Kind of makes you appreciate North American travel, where the only real concern is not getting killed on the SoCal freeway and not maxing out your credit card at Target.

San Diego: this is the view near La Jolla cove, just beautiful everywhere. 
The best thing about travelling is how it rewires your brain. I guess foreign language type travel just rewires it more quickly and painfully. The net effect is still great.

Tuesday, August 28, 2012

NYC reads

Great visit to NYC last week. One of my favourite things to do there is shop for books....at Bluestockings, St. Mark's Books and the Strand. There are other amazing places but I never fail to find something I've never seen before at those three.

We also spent time in Brooklyn and found this comic book shop:
http://www.desertislandbrooklyn.com/

I was super excited to pick this up.

It's got Richard Kern, Beth/Scott B, Nick Zedd, Lydia Lunch et all. Looks amazing.















Above is the namesake film, also fantastic starring David Wojnarowicz and Karen Finley as the parents of Lung Leg, 'celebrating' a traumatic Thanksgiving. EYE POPPING

And....another gem from Bluestockings:

I first heard of him at a retrospective at the New Museum on Lower Broadway in 1999. He did an amazing breadth of work in a short period and was an outspoken influential AIDS activist when ACT UP was prominent in NY. I'd never seen this before either. I like him a lot.

this is one of his more famous pieces

And.....

I'm stoked for this too, it's sort of Arsenault's gender/plastic surgery journey as performance art. I don't know much about her, she's from Toronto. I gathered her transformation has been about art as well as her own gender issues, using the body as a canvas for commentary like Orlan. (that video is preceded by an ad, which i hate. anyhoo). 

This kind of combines my interests in body transmogrification, and performance art via mortification of the flesh, combined with always interesting gender performance issues! 

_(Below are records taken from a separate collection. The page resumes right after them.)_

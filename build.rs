// build.rs

use clap::{Arg, ArgAction, Command};
use clap_mangen::Man;
use std::env;
use std::fs;
use std::path::PathBuf;

fn build_cli() -> Command {
    Command::new("strata")
        .version(env!("CARGO_PKG_VERSION"))
        .author("Strata Contributors")
        .about("Compile declarative items into an immutable image layer")
        .subcommand_required(true)
        .arg(
            Arg::new("verbose")
                .short('v')
                .long("verbose")
                .global(true)
                .action(ArgAction::SetTrue)
                .help("Log every privileged command"),
        )
        .subcommand(
            Command::new("build")
                .about("Build one layer into a subvolume")
                .arg(
                    Arg::new("config")
                        .short('c')
                        .long("config")
                        .required(true)
                        .value_name("PATH")
                        .help("Layer file ([layer] options and [[item]] tables)"),
                )
                .arg(
                    Arg::new("subvol")
                        .short('s')
                        .long("subvol")
                        .required(true)
                        .value_name("PATH")
                        .help("Subvolume to build into"),
                )
                .arg(
                    Arg::new("no_readonly")
                        .long("no-readonly")
                        .action(ArgAction::SetTrue)
                        .help("Leave the result writable"),
                ),
        )
        .subcommand(
            Command::new("artifacts-dir")
                .about("Print the per-repository artifacts directory, creating it if needed")
                .arg(
                    Arg::new("path_in_repo")
                        .long("path-in-repo")
                        .value_name("PATH")
                        .help("Any path inside the repository (default: current directory)"),
                ),
        )
}

fn main() {
    println!("cargo:rerun-if-changed=build.rs");

    let out_dir = match env::var("OUT_DIR") {
        Ok(dir) => PathBuf::from(dir),
        Err(e) => {
            println!("cargo:warning=OUT_DIR not set: {}", e);
            return;
        }
    };
    let man_dir = out_dir.join("man");

    if let Err(e) = fs::create_dir_all(&man_dir) {
        println!("cargo:warning=Failed to create man directory: {}", e);
        return;
    }

    let man = Man::new(build_cli());
    let mut buffer = Vec::new();
    if let Err(e) = man.render(&mut buffer) {
        println!("cargo:warning=Failed to render man page: {}", e);
        return;
    }

    let man_path = man_dir.join("strata.1");
    if let Err(e) = fs::write(&man_path, buffer) {
        println!("cargo:warning=Failed to write man page: {}", e);
    }
}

I got two other books at Bluestockings, one is a compilation of a zine about yard sales, another a treatise against equal marriage. I like reading about gay perspectives on equal marriage, and the idea that Proposition 8 is sort of a bait and switch for more meaningful reforms and inequities affecting LGBTT communities. 


Wednesday, August 22, 2012

Reading Crazy: the Tween Diaries

I grew up in a reading household. As the youngest of 4 kids I wanted to be reading what the older girls were reading, and in many cases, that was pure smut. The good thing about this is that I read voraciously as a kid, and got shitty books out of my system pretty early. The bad side is that these crazy stupid books introduced me to a world of smut that muddled my tween mind and imprinted some deeply effed up stuff at a young age.  From Judith Krantz I got multiple age inappropriate couplings, molestations and cousin on cousin rape! All written in her lavishly over the top, x rated lavender prose. 
It didn't end there, Harold Robbins, Sidney Sheldon, Jackie Collins and other one off books littered my nascent prepubescent reading. I have to applaud my mom for being so open minded about our reading material. I'm sure she was thrilled to see us reading. Beyond Judy Blume, Norma Klein, SE Hinton and Lois Duncan, I can't recall reading any YA novels with enthusiasm. My sister recalls my mom telling her she could read whatever she wanted at home, but couldn't bring the books to school. No dummy my mother. 
I still love to read, and while my idea of smut has changed a lot, I still have a huge appreciation for reading depravity. There is nothing I like better than a first person account of a head first dive into the trashcan of life....give me sordid sex, trauma, minds stripmined by drugs and alcohol, families twisted beyond recognition, I'm all in. 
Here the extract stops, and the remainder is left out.